When Joanna went into labour on 30 December 2022, she was taken to hospital, handcuffed and chained to a prison officer. She remained so for the 36 hours of a long, difficult birth. Any thoughts of hypnobirthing went out of the window. “I was crying so much that my nose was too blocked to use any of the breathing techniques,” Joanna says. “I’m the kind of person who is good at researching my rights. So many people had told me during my pregnancy that I wouldn’t have to give birth in handcuffs. I was taken to hospital chained to an officer with handcuffs but assumed they would be removed at the entrance to the hospital.

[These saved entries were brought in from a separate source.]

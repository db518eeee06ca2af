//! Bidirectional scroll synchronisation with loop protection
//!
//! Scrolling one pane moves the other by percentage. Moving the other pane
//! usually produces a scroll event of its own, so three guards keep the two
//! scrollbars from chasing each other:
//! 1. an in-progress flag that rejects re-entrant calls
//! 2. a per-update counter that trips after `MAX_SYNC_ITERATIONS`
//! 3. coalescing of deltas below `COALESCE_THRESHOLD_PX`
//!
//! All state is single-threaded; `Cell` is enough.

use crate::error::PreviewError;
use std::cell::Cell;
use tracing::{debug, warn};

/// Applied syncs allowed in one logical update before the cycle is aborted
pub const MAX_SYNC_ITERATIONS: u32 = 100;

/// Scroll deltas smaller than this (px) are ignored
pub const COALESCE_THRESHOLD_PX: i32 = 2;

#[derive(Debug, Clone, Copy, PartialEq, Eq)]
pub enum SyncDirection {
    EditorToPreview,
    PreviewToEditor,
}

impl SyncDirection {
    fn index(self) -> usize {
        match self {
            SyncDirection::EditorToPreview => 0,
            SyncDirection::PreviewToEditor => 1,
        }
    }

    fn opposite(self) -> Self {
        match self {
            SyncDirection::EditorToPreview => SyncDirection::PreviewToEditor,
            SyncDirection::PreviewToEditor => SyncDirection::EditorToPreview,
        }
    }
}

/// What a sync call did
#[derive(Debug, Clone, Copy, PartialEq)]
pub enum SyncOutcome {
    /// The other side was moved to this percentage
    Applied(f64),
    Disabled,
    /// Another sync is running
    Busy,
    /// Delta below the coalescing threshold
    Coalesced,
    /// Loop guard tripped for this update
    LoopAborted,
    /// The source side cannot report a position
    Unsupported,
}

impl SyncOutcome {
    pub fn is_applied(&self) -> bool {
        matches!(self, SyncOutcome::Applied(_))
    }
}

/// Clears the in-progress flag on every exit path
struct SyncGuard<'a> {
    flag: &'a Cell<bool>,
}

impl<'a> SyncGuard<'a> {
    fn acquire(flag: &'a Cell<bool>) -> Option<Self> {
        if flag.replace(true) {
            None
        } else {
            Some(Self { flag })
        }
    }
}

impl Drop for SyncGuard<'_> {
    fn drop(&mut self) {
        self.flag.set(false);
    }
}

/// Scroll sync state owned by the pipeline
#[derive(Debug)]
pub struct ScrollSync {
    enabled: Cell<bool>,
    in_progress: Cell<bool>,
    iterations: Cell<u32>,
    tripped: Cell<bool>,
    /// Last source value seen per direction (px)
    last_values: [Cell<Option<i32>>; 2],
    aborted_loops: Cell<u64>,
}

impl ScrollSync {
    pub fn new(enabled: bool) -> Self {
        Self {
            enabled: Cell::new(enabled),
            in_progress: Cell::new(false),
            iterations: Cell::new(0),
            tripped: Cell::new(false),
            last_values: [Cell::new(None), Cell::new(None)],
            aborted_loops: Cell::new(0),
        }
    }

    pub fn is_enabled(&self) -> bool {
        self.enabled.get()
    }

    pub fn set_enabled(&self, enabled: bool) {
        self.enabled.set(enabled);
        self.forget_positions();
    }

    pub fn is_in_progress(&self) -> bool {
        self.in_progress.get()
    }

    /// Number of loops aborted so far
    pub fn aborted_loops(&self) -> u64 {
        self.aborted_loops.get()
    }

    pub fn iterations(&self) -> u32 {
        self.iterations.get()
    }

    /// Close the current logical update and re-arm the loop guard
    pub fn end_update(&self) {
        self.iterations.set(0);
        self.tripped.set(false);
    }

    /// Synchronise `value` out of `maximum` on the source side of `direction`
    ///
    /// `apply` receives the percentage and moves the other side; it returns
    /// the resulting pixel value there if known, so the echo event coming
    /// back from that side is coalesced.
    pub fn sync<F>(&self, direction: SyncDirection, value: i32, maximum: i32, apply: F) -> SyncOutcome
    where
        F: FnOnce(f64) -> Option<i32>,
    {
        if !self.enabled.get() {
            return SyncOutcome::Disabled;
        }
        let Some(_guard) = SyncGuard::acquire(&self.in_progress) else {
            return SyncOutcome::Busy;
        };
        if self.tripped.get() {
            return SyncOutcome::LoopAborted;
        }

        let last = &self.last_values[direction.index()];
        if let Some(previous) = last.get() {
            if value.abs_diff(previous) < COALESCE_THRESHOLD_PX.unsigned_abs() {
                return SyncOutcome::Coalesced;
            }
        }

        let iterations = self.iterations.get() + 1;
        self.iterations.set(iterations);
        if iterations > MAX_SYNC_ITERATIONS {
            self.trip(iterations);
            return SyncOutcome::LoopAborted;
        }

        last.set(Some(value));
        let percentage = scroll_percentage(value, maximum);
        if let Some(target) = apply(percentage) {
            self.last_values[direction.opposite().index()].set(Some(target));
        }

        debug!(?direction, value, maximum, percentage, "scroll synced");
        SyncOutcome::Applied(percentage)
    }

    fn trip(&self, iterations: u32) {
        let err = PreviewError::ScrollLoopDetected { iterations };
        warn!(error = %err, "breaking scroll sync loop");
        self.tripped.set(true);
        self.aborted_loops.set(self.aborted_loops.get() + 1);
        self.forget_positions();
    }

    fn forget_positions(&self) {
        for last in &self.last_values {
            last.set(None);
        }
    }
}

impl Default for ScrollSync {
    fn default() -> Self {
        Self::new(true)
    }
}

/// `value / maximum` in `[0, 1]`; zero when there is nothing to scroll
pub fn scroll_percentage(value: i32, maximum: i32) -> f64 {
    if maximum <= 0 {
        return 0.0;
    }
    (value as f64 / maximum as f64).clamp(0.0, 1.0)
}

“I was so shocked when the cuffs weren’t removed. When I told the prison guards who had brought me to hospital about what the Birth Companions booklet said, they replied: ‘We don’t know what that book is, we’re not going to abide by it.’ I felt so scared. It was my first baby, I didn’t know what to expect from birth and I wasn’t a risk to anyone.”

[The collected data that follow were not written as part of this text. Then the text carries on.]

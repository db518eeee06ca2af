//! Render backends - where styled HTML turns into pixels
//!
//! Two interchangeable surfaces behind one trait:
//! 1. Accelerated: an embedded web engine driven by injected scripts
//! 2. Software: a document widget with direct scrollbar access
//!
//! The backend is chosen once at startup and never swapped.

use crate::error::{BackendError, PreviewError};
use parking_lot::Mutex;
use serde::{Deserialize, Serialize};
use std::sync::Arc;
use tracing::{info, warn};

/// Which surface family renders the preview
#[derive(Debug, Clone, Copy, PartialEq, Eq, Hash, Serialize, Deserialize)]
#[serde(rename_all = "lowercase")]
pub enum BackendKind {
    Accelerated,
    Software,
}

/// Configured backend choice
#[derive(Debug, Clone, Copy, PartialEq, Eq, Default, Serialize, Deserialize)]
#[serde(rename_all = "lowercase")]
pub enum BackendPreference {
    /// Accelerated when the capability probe allows it
    #[default]
    Auto,
    Accelerated,
    Software,
}

// === Core Trait ===

/// Uniform contract over both surfaces
pub trait RenderBackend {
    fn kind(&self) -> BackendKind;

    /// Replace the displayed document
    fn set_html(&mut self, html: &str);

    /// Current scroll position in `[0, 1]`, `None` if it cannot be read back
    fn get_scroll_percentage(&self) -> Option<f64>;

    /// Scroll so that `percentage` (`[0, 1]`) of the scrollable range is above the fold
    fn scroll_to_percentage(&mut self, percentage: f64);
}

// === Surfaces ===

/// Web engine surface (GPU composited)
pub trait WebSurface {
    fn load_html(&mut self, html: &str);
    /// Fire-and-forget script execution
    fn run_script(&mut self, script: &str);
}

/// Software document widget
pub trait DocumentSurface {
    fn set_html(&mut self, html: &str);
    fn scroll_value(&self) -> i32;
    fn set_scroll_value(&mut self, value: i32);
    fn scroll_maximum(&self) -> i32;
}

// === Accelerated ===

/// Backend over a web engine
///
/// Scrolling is a script call with no return path, so the preview-to-editor
/// direction cannot read a position back from this backend.
pub struct AcceleratedBackend {
    surface: Box<dyn WebSurface>,
}

impl AcceleratedBackend {
    pub fn new(surface: Box<dyn WebSurface>) -> Self {
        Self { surface }
    }

    fn scroll_script(percentage: f64) -> String {
        format!(
            "window.scrollTo(0, (document.documentElement.scrollHeight - window.innerHeight) * {:.6});",
            percentage
        )
    }
}

impl RenderBackend for AcceleratedBackend {
    fn kind(&self) -> BackendKind {
        BackendKind::Accelerated
    }

    fn set_html(&mut self, html: &str) {
        self.surface.load_html(html);
    }

    fn get_scroll_percentage(&self) -> Option<f64> {
        None
    }

    fn scroll_to_percentage(&mut self, percentage: f64) {
        let percentage = clamp_percentage(percentage);
        self.surface.run_script(&Self::scroll_script(percentage));
    }
}

// === Software ===

/// Backend over a document widget; both scroll directions are exact
pub struct SoftwareBackend {
    surface: Box<dyn DocumentSurface>,
}

impl SoftwareBackend {
    pub fn new(surface: Box<dyn DocumentSurface>) -> Self {
        Self { surface }
    }
}

impl RenderBackend for SoftwareBackend {
    fn kind(&self) -> BackendKind {
        BackendKind::Software
    }

    fn set_html(&mut self, html: &str) {
        self.surface.set_html(html);
    }

    fn get_scroll_percentage(&self) -> Option<f64> {
        let maximum = self.surface.scroll_maximum();
        if maximum <= 0 {
            return Some(0.0);
        }
        Some(clamp_percentage(
            self.surface.scroll_value() as f64 / maximum as f64,
        ))
    }

    fn scroll_to_percentage(&mut self, percentage: f64) {
        let maximum = self.surface.scroll_maximum().max(0);
        let value = (clamp_percentage(percentage) * maximum as f64).round() as i32;
        self.surface.set_scroll_value(value);
    }
}

fn clamp_percentage(percentage: f64) -> f64 {
    if percentage.is_finite() {
        percentage.clamp(0.0, 1.0)
    } else {
        0.0
    }
}

// === Headless Surface ===

/// What a `HeadlessSurface` has been asked to display
#[derive(Debug, Clone, Default)]
pub struct HeadlessState {
    pub html: String,
    pub loads: usize,
    pub scroll_value: i32,
    pub scroll_maximum: i32,
    pub scripts: Vec<String>,
}

/// In-memory surface implementing both surface traits
///
/// Clones share state, so the owner keeps a handle while a backend owns
/// another.
#[derive(Debug, Clone, Default)]
pub struct HeadlessSurface {
    state: Arc<Mutex<HeadlessState>>,
}

impl HeadlessSurface {
    pub fn new() -> Self {
        Self::default()
    }

    pub fn with_scroll_maximum(maximum: i32) -> Self {
        let surface = Self::default();
        surface.set_scroll_maximum(maximum);
        surface
    }

    pub fn set_scroll_maximum(&self, maximum: i32) {
        let mut state = self.state.lock();
        state.scroll_maximum = maximum.max(0);
        state.scroll_value = state.scroll_value.min(state.scroll_maximum);
    }

    pub fn snapshot(&self) -> HeadlessState {
        self.state.lock().clone()
    }

    pub fn html(&self) -> String {
        self.state.lock().html.clone()
    }
}

impl DocumentSurface for HeadlessSurface {
    fn set_html(&mut self, html: &str) {
        let mut state = self.state.lock();
        state.html.clear();
        state.html.push_str(html);
        state.loads += 1;
    }

    fn scroll_value(&self) -> i32 {
        self.state.lock().scroll_value
    }

    fn set_scroll_value(&mut self, value: i32) {
        let mut state = self.state.lock();
        state.scroll_value = value.clamp(0, state.scroll_maximum);
    }

    fn scroll_maximum(&self) -> i32 {
        self.state.lock().scroll_maximum
    }
}

impl WebSurface for HeadlessSurface {
    fn load_html(&mut self, html: &str) {
        DocumentSurface::set_html(self, html);
    }

    fn run_script(&mut self, script: &str) {
        self.state.lock().scripts.push(script.to_string());
    }
}

// === Capability Detection ===

/// Result of probing for a hardware render surface
#[derive(Debug, Clone, PartialEq, Eq, Serialize)]
pub struct Capability {
    pub hardware_available: bool,
    /// Human readable diagnostic
    pub reason: String,
}

impl Capability {
    pub fn available(reason: impl Into<String>) -> Self {
        Self {
            hardware_available: true,
            reason: reason.into(),
        }
    }

    pub fn unavailable(reason: impl Into<String>) -> Self {
        Self {
            hardware_available: false,
            reason: reason.into(),
        }
    }

    /// `NoAdapter` unless a hardware surface was found
    pub fn require(&self) -> Result<(), BackendError> {
        if self.hardware_available {
            Ok(())
        } else {
            Err(BackendError::NoAdapter(self.reason.clone()))
        }
    }
}

/// Reports whether the accelerated backend can be used
pub trait CapabilityProbe {
    fn probe(&self) -> Capability;
}

/// Probe with a fixed answer
#[derive(Debug, Clone)]
pub struct StaticProbe(pub Capability);

impl CapabilityProbe for StaticProbe {
    fn probe(&self) -> Capability {
        self.0.clone()
    }
}

/// Asks wgpu for a hardware adapter
#[cfg(feature = "gpu-probe")]
#[derive(Debug, Clone, Copy, Default)]
pub struct WgpuProbe;

#[cfg(feature = "gpu-probe")]
impl CapabilityProbe for WgpuProbe {
    fn probe(&self) -> Capability {
        let instance = wgpu::Instance::new(&wgpu::InstanceDescriptor {
            backends: wgpu::Backends::PRIMARY,
            ..Default::default()
        });

        let adapter = pollster::block_on(instance.request_adapter(&wgpu::RequestAdapterOptions {
            power_preference: wgpu::PowerPreference::HighPerformance,
            compatible_surface: None,
            force_fallback_adapter: false,
        }));

        match adapter {
            Ok(adapter) => {
                let adapter_info = adapter.get_info();
                if adapter_info.device_type == wgpu::DeviceType::Cpu {
                    Capability::unavailable(format!(
                        "only a software adapter is present ({})",
                        adapter_info.name
                    ))
                } else {
                    Capability::available(format!(
                        "{} via {:?}",
                        adapter_info.name, adapter_info.backend
                    ))
                }
            }
            Err(err) => Capability::unavailable(format!("no adapter: {}", err)),
        }
    }
}

/// Pick the backend for this session
///
/// Accelerated construction failures fall back to software once; there is no
/// retry later in the session.
pub fn select_backend<A, S>(
    preference: BackendPreference,
    probe: &dyn CapabilityProbe,
    accelerated: A,
    software: S,
) -> Box<dyn RenderBackend>
where
    A: FnOnce() -> Result<Box<dyn RenderBackend>, BackendError>,
    S: FnOnce() -> Box<dyn RenderBackend>,
{
    let try_accelerated = match preference {
        BackendPreference::Software => {
            info!("software backend forced by configuration");
            false
        }
        BackendPreference::Accelerated => true,
        BackendPreference::Auto => match probe.probe().require() {
            Ok(()) => true,
            Err(err) => {
                info!(error = %err, "hardware surface unavailable, using software backend");
                false
            }
        },
    };

    if try_accelerated {
        match accelerated() {
            Ok(backend) => {
                info!("using accelerated backend");
                return backend;
            }
            Err(err) => {
                let err = PreviewError::BackendUnavailable(err.to_string());
                warn!(error = %err, "falling back to software backend");
            }
        }
    }

    software()
}

#[cfg(test)]
mod tests {
    use super::*;

    fn software_box(surface: &HeadlessSurface) -> Box<dyn RenderBackend> {
        Box::new(SoftwareBackend::new(Box::new(surface.clone())))
    }

    #[test]
    fn test_software_scroll_round_trip() {
        let surface = HeadlessSurface::with_scroll_maximum(1000);
        let mut backend = SoftwareBackend::new(Box::new(surface.clone()));

        backend.scroll_to_percentage(0.25);
        assert_eq!(surface.snapshot().scroll_value, 250);
        assert_eq!(backend.get_scroll_percentage(), Some(0.25));

        backend.scroll_to_percentage(7.0);
        assert_eq!(surface.snapshot().scroll_value, 1000);
    }

    #[test]
    fn test_software_zero_maximum() {
        let surface = HeadlessSurface::new();
        let mut backend = SoftwareBackend::new(Box::new(surface.clone()));
        assert_eq!(backend.get_scroll_percentage(), Some(0.0));
        backend.scroll_to_percentage(0.5);
        assert_eq!(surface.snapshot().scroll_value, 0);
    }

    #[test]
    fn test_accelerated_scrolls_by_script() {
        let surface = HeadlessSurface::new();
        let mut backend = AcceleratedBackend::new(Box::new(surface.clone()));

        backend.set_html("<p>x</p>");
        backend.scroll_to_percentage(0.5);

        let state = surface.snapshot();
        assert_eq!(state.html, "<p>x</p>");
        assert_eq!(state.scripts.len(), 1);
        assert!(state.scripts[0].contains("0.500000"));
        assert_eq!(backend.get_scroll_percentage(), None);
    }

    #[test]
    fn test_select_backend_falls_back() {
        let surface = HeadlessSurface::new();
        let backend = select_backend(
            BackendPreference::Auto,
            &StaticProbe(Capability::available("test gpu")),
            || Err(BackendError::SurfaceCreation("no context".into())),
            || software_box(&surface),
        );
        assert_eq!(backend.kind(), BackendKind::Software);
    }

    #[test]
    fn test_select_backend_respects_probe() {
        let surface = HeadlessSurface::new();
        let mut accelerated_called = false;
        let backend = select_backend(
            BackendPreference::Auto,
            &StaticProbe(Capability::unavailable("headless")),
            || {
                accelerated_called = true;
                Ok(Box::new(AcceleratedBackend::new(Box::new(surface.clone()))) as Box<dyn RenderBackend>)
            },
            || software_box(&surface),
        );
        assert_eq!(backend.kind(), BackendKind::Software);
        assert!(!accelerated_called);
    }

    #[test]
    fn test_capability_require() {
        assert!(Capability::available("test gpu").require().is_ok());
        match Capability::unavailable("headless").require() {
            Err(BackendError::NoAdapter(reason)) => assert_eq!(reason, "headless"),
            other => panic!("expected NoAdapter, got {:?}", other),
        }
    }

    #[test]
    fn test_select_backend_forced_accelerated() {
        let surface = HeadlessSurface::new();
        let backend = select_backend(
            BackendPreference::Accelerated,
            &StaticProbe(Capability::unavailable("headless")),
            || Ok(Box::new(AcceleratedBackend::new(Box::new(surface.clone()))) as Box<dyn RenderBackend>),
            || software_box(&surface),
        );
        assert_eq!(backend.kind(), BackendKind::Accelerated);
    }
}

Joanna gave an anonymous interview to Channel 4 News in 2025 about her ordeal. The prisons minister, Lord Timpson, subsequently announced last June that an independent investigation would be commissioned and carried out by the prisons and probation ombudsman (PPO) into the practice in England of handcuffing pregnant prisoners during antenatal appointments, intimate examinations and labour. Timpson said reports of pregnant women being handcuffed during labour were “deeply concerning”. However, information on the number of prisoners handcuffed during labour and birth is not routinely collected by officials.
The Royal College of Midwives and the Royal College of Obstetricians and Gynaecologists have called for an investigation into the use of restraints on pregnant prisoners.